I can't believe it.
It's been over three years since I've started this blog.
When I began to write, I was full of girlish insecurities, restless wanderings, pain that I never thought was curable. I wrote to process, to find out what was going on inside of my poor heart that I was completely out of touch with. I wrote to seek, look for something I knew I wanted but couldn't quite express.
I travelled to Australia because I felt the distant call to go, somehow, though I didn't know why.
I found and left the best family I've known in the eastern suburbs of Sydney.
My heart broke when I let go of that season.
I came back and have traversed many paths available to me, including music, nursing school, worship leading, and retail work (my least favorite by far).
I've moved to Portland and then back to the place I started, Monmouth.
As I write this, it is becoming apparent to me that everything will soon change again for me. The finances to continue in nursing aren't coming in, and I feel the Lord gently day that it's ok, that He has something much more incredible planned than I could ever plan for myself. Do I know what the next step is? Absolutely not. Am I worried? No. I feel His hand in my life and I trust Him, even as He shuts doors.
As if it were perfect timing, Amanda and I are leaving in 24 hours to go to Redding, CA for worship school at Bethel Church. I don't know if I will ever really come back to this place. It feels different, this time. As if my heart will forever rest in another place. Like the time is shifting, and I must be swept along with Him or be left behind. I feel as if this is the last post I will write from an old mind, as if I will be reborn, am already being reborn as I write these words.

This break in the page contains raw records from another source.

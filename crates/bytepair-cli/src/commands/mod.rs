use crate::commands::{
    decode::DecodeArgs,
    encode::EncodeArgs,
    inspect::InspectArgs,
    train::TrainArgs,
};

pub mod decode;
pub mod encode;
pub mod inspect;
pub mod train;

/// Subcommands for bpair.
#[derive(clap::Subcommand, Debug)]
pub enum Commands {
    /// Train a tokenizer on text files.
    Train(TrainArgs),

    /// Encode text lines into token id lines.
    Encode(EncodeArgs),

    /// Decode token id lines into text.
    Decode(DecodeArgs),

    /// Print vocab and merge statistics.
    Inspect(InspectArgs),
}

impl Commands {
    /// Run the subcommand.
    pub fn run(&self) -> Result<(), Box<dyn std::error::Error>> {
        match self {
            Commands::Train(cmd) => cmd.run(),
            Commands::Encode(cmd) => cmd.run(),
            Commands::Decode(cmd) => cmd.run(),
            Commands::Inspect(cmd) => cmd.run(),
        }
    }
}
#[cfg(test)]
mod tests {
    use super::*;
    use crate::{
        errors::BPError,
        segmentation::DEFAULT_CHUNK_PATTERN,
        support::traits::static_is_send_sync_check,
        types::BPHashMap,
    };

    /// Full-recount reference trainer over ``(chunk tokens, count)``.
    fn naive_train(
        mut chunks: Vec<(Vec<u32>, u64)>,
        num_merges: usize,
        first_token: u32,
    ) -> Vec<MergeRule<u32>> {
        let mut rules = Vec::new();
        for new_token in first_token..first_token + num_merges as u32 {
            let mut counts: BPHashMap<Pair<u32>, u64> = BPHashMap::default();
            for (tokens, count) in &chunks {
                for w in tokens.windows(2) {
                    *counts.entry((w[0], w[1])).or_default() += count;
                }
            }
            let Some((pair, _)) = counts
                .into_iter()
                .filter(|(_, c)| *c > 0)
                .max_by_key(|(p, c)| (*c, Reverse(*p)))
            else {
                break;
            };

            for (tokens, _) in chunks.iter_mut() {
                let mut span = TokenSpanBuf::from_tokens(&tokens[..]);
                span.merge_pair(pair, new_token);
                *tokens = span.tokens().to_vec();
            }
            rules.push(MergeRule::new(pair, new_token));
        }
        rules
    }

    #[test]
    fn test_trainer_options() {
        let options = BpeTrainerOptions::new(1000);
        assert_eq!(options.vocab_size, 1000);
        assert_eq!(
            options.segmentation.pattern().as_str(),
            DEFAULT_CHUNK_PATTERN
        );
        assert_eq!(options.parallel, cfg!(feature = "rayon"));

        let options = options
            .with_vocab_size(2000)
            .with_pattern(r"\S+")
            .with_parallel(false);
        assert_eq!(options.vocab_size, 2000);
        assert_eq!(options.segmentation.pattern().as_str(), r"\S+");
        assert!(!options.parallel);
    }

    #[test]
    fn test_bad_pattern() {
        let result = BpeTrainerOptions::new(1000)
            .with_pattern("(")
            .init::<String, u32>();
        assert!(matches!(result, Err(BPError::Pattern(_))));
    }

    #[test]
    fn test_vocab_too_small() {
        for size in [0, 100, 259, 260] {
            let trainer = BpeTrainerOptions::new(size)
                .init::<CompactString, u64>()
                .unwrap();
            assert!(matches!(
                trainer.train::<u32>(SpecialTokens::default()),
                Err(BPError::VocabSizeTooSmall { base: 260, .. })
            ));
        }
    }

    #[test]
    fn test_vocab_overflow() {
        let trainer = BpeTrainerOptions::new(70_000)
            .init::<CompactString, u64>()
            .unwrap();
        assert!(matches!(
            trainer.train::<u16>(SpecialTokens::default()),
            Err(BPError::VocabSizeOverflow { size: 70_000 })
        ));
    }

    #[test]
    fn test_fills_token_type() {
        // xorshift; 40k distinct-ish 10 letter words.
        let mut state: u64 = 0x9E37_79B9_7F4A_7C15;
        let mut text = String::with_capacity(40_000 * 11);
        for _ in 0..40_000 {
            text.push(' ');
            for _ in 0..10 {
                state ^= state << 13;
                state ^= state >> 7;
                state ^= state << 17;
                text.push((b'a' + (state % 26) as u8) as char);
            }
        }

        let size = u16::MAX as usize + 1;
        let mut trainer = BpeTrainerOptions::new(size)
            .init::<CompactString, u64>()
            .unwrap();
        trainer.update_from_text(&text);

        let results = trainer.train::<u16>(SpecialTokens::default()).unwrap();
        assert_eq!(results.vocab_size(), size);
        assert!(!results.stopped_early());
        assert_eq!(
            results.vocab.merges().rules().last().map(|rule| rule.token),
            Some(u16::MAX)
        );
    }

    #[test]
    fn test_first_merge_and_tie_break() {
        // "ab" x3, "ba" x3; (a, b) and (b, a) tie at 3.
        let mut trainer = BpeTrainerOptions::new(261)
            .with_pattern(r"\S+")
            .init::<String, u32>()
            .unwrap();
        trainer.update_from_text("ba ab ba ab ba ab");

        let results = trainer.train::<u32>(SpecialTokens::default()).unwrap();
        let a = b'a' as u32 + 4;
        let b = b'b' as u32 + 4;

        assert_eq!(results.num_merges(), 1);
        assert_eq!(results.vocab_size(), 261);
        assert!(!results.stopped_early());
        assert_eq!(
            results.vocab.merges().rules(),
            &[MergeRule::new((a, b), 260)]
        );
        assert_eq!(results.vocab.id_to_bytes(260), Some("ab".as_bytes()));
    }

    #[test]
    fn test_stops_early() {
        let mut trainer = BpeTrainerOptions::new(10_000)
            .init::<String, u64>()
            .unwrap();
        trainer.update_from_text("aaaa");

        let results = trainer.train::<u32>(SpecialTokens::default()).unwrap();
        let a = b'a' as u32 + 4;

        // aaaa -> [X, X] -> [Y]
        assert_eq!(
            results.vocab.merges().rules(),
            &[MergeRule::new((a, a), 260), MergeRule::new((260, 260), 261)]
        );
        assert_eq!(results.vocab_size(), 262);
        assert_eq!(results.requested_vocab_size, 10_000);
        assert!(results.stopped_early());
    }

    #[test]
    fn test_empty_corpus() {
        let trainer = BpeTrainerOptions::new(300)
            .init::<String, u64>()
            .unwrap();
        let results = trainer.train::<u32>(SpecialTokens::default()).unwrap();
        assert_eq!(results.num_merges(), 0);
        assert_eq!(results.vocab_size(), 260);
        assert!(results.stopped_early());
    }

    fn check_matches_naive(parallel: bool) {
        let samples = [
            "hello world",
            "hello san francisco",
            "it's not the heat, it's the salt",
            "aaaaaaa bbbbbb aaaa abababab",
            "the theme of the thesis: there, then, thereafter.",
            "日本語のテキスト 日本語",
        ];

        let options = BpeTrainerOptions::new(400).with_parallel(parallel);
        let mut trainer = options.clone().init::<String, u64>().unwrap();
        trainer.update_from_samples(samples);

        let byte_vocab = ByteMapVocab::<u32>::with_offset(4).unwrap();
        let chunks: Vec<(Vec<u32>, u64)> = trainer
            .span_counter
            .to_text_span_counts_iter(&byte_vocab)
            .map(|(span, count)| (span.tokens().to_vec(), count))
            .collect();
        let expected = naive_train(chunks, 400 - 260, 260);

        let results = trainer.train::<u32>(SpecialTokens::default()).unwrap();
        assert_eq!(results.vocab.merges().rules(), expected.as_slice());
        assert_eq!(results.vocab_size(), 260 + expected.len());
    }

    #[test]
    fn test_matches_full_recount() {
        check_matches_naive(false);
    }

    #[cfg(feature = "rayon")]
    #[test]
    fn test_matches_full_recount_parallel() {
        check_matches_naive(true);
    }

    #[test]
    fn test_trained_vocab_is_shareable() {
        let mut trainer = BpeTrainerOptions::new(300)
            .init::<CompactString, u32>()
            .unwrap();
        trainer.update_from_text("hello hello world");
        let results = trainer.train::<u16>(SpecialTokens::default()).unwrap();
        static_is_send_sync_check(&results.vocab);
    }

    #[test]
    fn test_merge_job_heap_key() {
        type T = u32;
        type C = u32;

        let job = |pair: Pair<T>, count: C| MergeJob {
            count,
            pair,
            span_indices: Default::default(),
        };

        let job1 = job((1, 2), 2);
        let job2 = job((2, 1), 1);
        let job3 = job((2, 2), 1);

        assert_eq!(&job1, &job1);
        assert_ne!(&job1, &job2);

        assert_eq!(job1.heap_key(), (2, Reverse((1, 2))));

        // Higher count wins.
        assert_eq!(job1.cmp(&job2), Ordering::Greater);

        // Equal counts: the smaller pair wins.
        assert_eq!(job2.cmp(&job3), Ordering::Greater);
        assert_eq!(job3.partial_cmp(&job2), Some(Ordering::Less));

        let mut heap = OctonaryHeap::new();
        heap.push(job((9, 9), 5));
        heap.push(job((3, 4), 5));
        heap.push(job((3, 5), 5));
        heap.push(job((1, 1), 4));
        assert_eq!(heap.pop().map(|j| j.pair), Some((3, 4)));
        assert_eq!(heap.pop().map(|j| j.pair), Some((3, 5)));
        assert_eq!(heap.pop().map(|j| j.pair), Some((9, 9)));
    }
}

So many things are revealing themselves in my heart. Truly, there is something great coming for those who have asked for it.
I write these words a woman. I don't know when it happened, but these pages hold the transformation from a starry eyed girl to a clear eyed woman. Not that I don't experience heartache or confusion, but I can see that even in the worst of pain, God is good, and more than that, He is in love with me. Me! Of all the crazy things to realize...
Thank you for sticking with me on this journey. I cannot wait to see where the next month will take me, and I am excited and expectant for what's to come.